• _EXERCISE INPUT_
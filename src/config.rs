use color_eyre::{eyre::eyre, Result};
use secrecy::SecretString;
use serde::Deserialize;
use std::path::{Path, PathBuf};
use std::time::Duration;
use tracing::{debug, info};

use crate::cloud::{CloudSettings, DeviceCredential};
use crate::device::ControllerSettings;
use crate::mqtt::MqttConfig;

const CONFIG_DIR: &str = "purelink-bridge";
const CONFIG_FILE: &str = "config.toml";
pub const CONFIG_ENV: &str = "PURELINK_CONFIG";

/// Written on first start. Every key is optional except the account and the
/// device address.
pub const DEFAULT_CONFIG: &str = r#"# purelink-bridge configuration

[device]
# IP address or host name of the purifier on the local network
address = ""
port = 1883
# Name of the device in the vendor app. Required when the account has more than one.
# name = "Living Room"
client_id = "purelink-bridge"
keep_alive_secs = 30

[account]
email = ""
password = ""
# Country code of the account, e.g. "NL", "DE", "US" or "CN"
region = "NL"
# Emailed verification code. Fill in after the first start and restart.
# otp_code = ""

[bridge]
refresh_interval_secs = 30
log_level = "info"
# Forget stored devices and any pending login on next start
reset_cloud_data = false
# state_file = "/var/lib/purelink-bridge/state.toml"
# cloud_base_url = "https://appapi.cp.dyson.com"
"#;

#[derive(Deserialize, Clone, Debug, Default)]
#[serde(default)]
pub struct BridgeConfig {
    pub device: DeviceConfig,
    pub account: AccountConfig,
    pub bridge: BridgeOptions,
}

#[derive(Deserialize, Clone, Debug)]
#[serde(default)]
pub struct DeviceConfig {
    pub address: String,
    pub port: u16,
    pub name: Option<String>,
    pub client_id: String,
    pub keep_alive_secs: u64,
}

impl Default for DeviceConfig {
    fn default() -> Self {
        Self {
            address: String::new(),
            port: crate::mqtt::config::DEFAULT_PORT,
            name: None,
            client_id: crate::mqtt::config::DEFAULT_CLIENT_ID.to_string(),
            keep_alive_secs: 30,
        }
    }
}

#[derive(Deserialize, Clone, Debug)]
#[serde(default)]
pub struct AccountConfig {
    pub email: String,
    pub password: SecretString,
    pub region: String,
    pub otp_code: Option<String>,
}

impl Default for AccountConfig {
    fn default() -> Self {
        Self {
            email: String::new(),
            password: SecretString::from(""),
            region: "NL".to_string(),
            otp_code: None,
        }
    }
}

#[derive(Deserialize, Clone, Debug)]
#[serde(default)]
pub struct BridgeOptions {
    pub refresh_interval_secs: u64,
    pub log_level: String,
    pub reset_cloud_data: bool,
    pub state_file: Option<PathBuf>,
    pub cloud_base_url: Option<String>,
}

impl Default for BridgeOptions {
    fn default() -> Self {
        Self {
            refresh_interval_secs: 30,
            log_level: "info".to_string(),
            reset_cloud_data: false,
            state_file: None,
            cloud_base_url: None,
        }
    }
}

impl BridgeConfig {
    /// `$PURELINK_CONFIG`, else `<config dir>/purelink-bridge/config.toml`.
    pub fn config_path() -> Result<PathBuf> {
        Self::resolve_path(std::env::var_os(CONFIG_ENV).map(PathBuf::from))
    }

    fn resolve_path(override_path: Option<PathBuf>) -> Result<PathBuf> {
        if let Some(path) = override_path {
            return Ok(path);
        }
        let mut path =
            dirs::config_dir().ok_or_else(|| eyre!("Could not determine config directory"))?;
        path.push(CONFIG_DIR);
        path.push(CONFIG_FILE);
        Ok(path)
    }

    /// Writes [`DEFAULT_CONFIG`] to `path` unless a file is already there.
    /// Returns whether it did.
    pub async fn ensure_default_config(path: &Path) -> Result<bool> {
        if tokio::fs::try_exists(path)
            .await
            .map_err(|e| eyre!("Failed to check config file {}: {}", path.display(), e))?
        {
            debug!("Using existing config file {}", path.display());
            return Ok(false);
        }

        info!("Creating default configuration at {}", path.display());
        if let Some(parent) = path.parent() {
            tokio::fs::create_dir_all(parent)
                .await
                .map_err(|e| eyre!("Failed to create config directory: {}", e))?;
        }
        tokio::fs::write(path, DEFAULT_CONFIG)
            .await
            .map_err(|e| eyre!("Failed to write default config: {}", e))?;
        Ok(true)
    }

    pub async fn load(path: &Path) -> Result<Self> {
        let content = tokio::fs::read_to_string(path)
            .await
            .map_err(|e| eyre!("Failed to read config file {}: {}", path.display(), e))?;
        Self::parse(&content)
    }

    pub fn parse(content: &str) -> Result<Self> {
        toml::from_str(content).map_err(|e| eyre!("Failed to parse config file: {}", e))
    }

    /// Rejects settings the bridge cannot start without.
    pub fn validate(&self) -> Result<()> {
        if self.account.email.trim().is_empty() {
            return Err(eyre!("[account] email is not set"));
        }
        if self.device.address.trim().is_empty() {
            return Err(eyre!("[device] address is not set"));
        }
        if self.bridge.refresh_interval_secs == 0 {
            return Err(eyre!("[bridge] refresh_interval_secs must be at least 1"));
        }
        Ok(())
    }

    pub fn cloud_settings(&self) -> CloudSettings {
        let mut settings = CloudSettings::new(self.account.email.trim(), self.account.region.trim());
        settings.base_url = self.bridge.cloud_base_url.clone();
        settings
    }

    pub fn mqtt_config(&self, device: &DeviceCredential) -> MqttConfig {
        let mut config = MqttConfig::for_device(self.device.address.trim(), self.device.port, device);
        config.client_id = self.device.client_id.clone();
        config.keep_alive = Duration::from_secs(self.device.keep_alive_secs);
        config
    }

    pub fn controller_settings(&self) -> ControllerSettings {
        ControllerSettings {
            refresh_interval: Duration::from_secs(self.bridge.refresh_interval_secs),
            ..ControllerSettings::default()
        }
    }

    pub fn device_name(&self) -> Option<&str> {
        self.device.name.as_deref()
    }

    pub fn otp_code(&self) -> Option<&str> {
        self.account.otp_code.as_deref()
    }
}

#[cfg(test)]
mod tests {
    use super::*;
    use crate::protocol::ProductType;
    use secrecy::ExposeSecret;

    #[test]
    fn default_template_parses_to_defaults() {
        let config = BridgeConfig::parse(DEFAULT_CONFIG).unwrap();
        assert_eq!(config.device.port, 1883);
        assert_eq!(config.device.name, None);
        assert_eq!(config.account.region, "NL");
        assert_eq!(config.bridge.refresh_interval_secs, 30);
        assert!(!config.bridge.reset_cloud_data);
        assert!(config.validate().is_err());
    }

    #[test]
    fn partial_file_keeps_defaults() {
        let config = BridgeConfig::parse(
            r#"
            [device]
            address = "192.168.1.20"
            name = "Bedroom"

            [account]
            email = "me@example.com"
            password = "hunter2"
            otp_code = "123456"
            "#,
        )
        .unwrap();
        config.validate().unwrap();
        assert_eq!(config.device_name(), Some("Bedroom"));
        assert_eq!(config.otp_code(), Some("123456"));
        assert_eq!(config.account.password.expose_secret(), "hunter2");
        assert_eq!(config.device.keep_alive_secs, 30);
        assert_eq!(config.bridge.log_level, "info");
        assert!(!format!("{:?}", config).contains("hunter2"));
    }

    #[test]
    fn device_settings_flow_into_mqtt_config() {
        let config = BridgeConfig::parse(
            r#"
            [device]
            address = " 10.0.0.5 "
            port = 1884
            client_id = "bridge-2"
            keep_alive_secs = 10
            "#,
        )
        .unwrap();
        let device = DeviceCredential {
            name: "Desk".into(),
            serial: "NN2-EU-0001".into(),
            password: SecretString::from("local"),
            product_type: ProductType::new("520"),
        };
        let mqtt = config.mqtt_config(&device);
        assert_eq!(mqtt.host, "10.0.0.5");
        assert_eq!(mqtt.port, 1884);
        assert_eq!(mqtt.client_id, "bridge-2");
        assert_eq!(mqtt.username, "NN2-EU-0001");
        assert_eq!(mqtt.keep_alive, Duration::from_secs(10));
    }

    #[test]
    fn explicit_path_wins() {
        let path = BridgeConfig::resolve_path(Some(PathBuf::from("/tmp/bridge.toml"))).unwrap();
        assert_eq!(path, PathBuf::from("/tmp/bridge.toml"));
    }

    #[tokio::test]
    async fn default_config_is_written_once() {
        let dir = tempfile::tempdir().unwrap();
        let path = dir.path().join("nested").join("config.toml");
        assert!(BridgeConfig::ensure_default_config(&path).await.unwrap());
        assert!(!BridgeConfig::ensure_default_config(&path).await.unwrap());
        let config = BridgeConfig::load(&path).await.unwrap();
        assert_eq!(config.bridge.log_level, "info");
    }
}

• _TASK PROMPT_
Filter the material for the word "Result" and copy each matching line.

• _RESPONSE AREA_
use color_eyre::{eyre::eyre, Result};
    pub fn config_path() -> Result<PathBuf> {
    fn resolve_path(override_path: Option<PathBuf>) -> Result<PathBuf> {
    pub async fn ensure_default_config(path: &Path) -> Result<bool> {
    pub async fn load(path: &Path) -> Result<Self> {
    pub fn parse(content: &str) -> Result<Self> {
    pub fn validate(&self) -> Result<()> {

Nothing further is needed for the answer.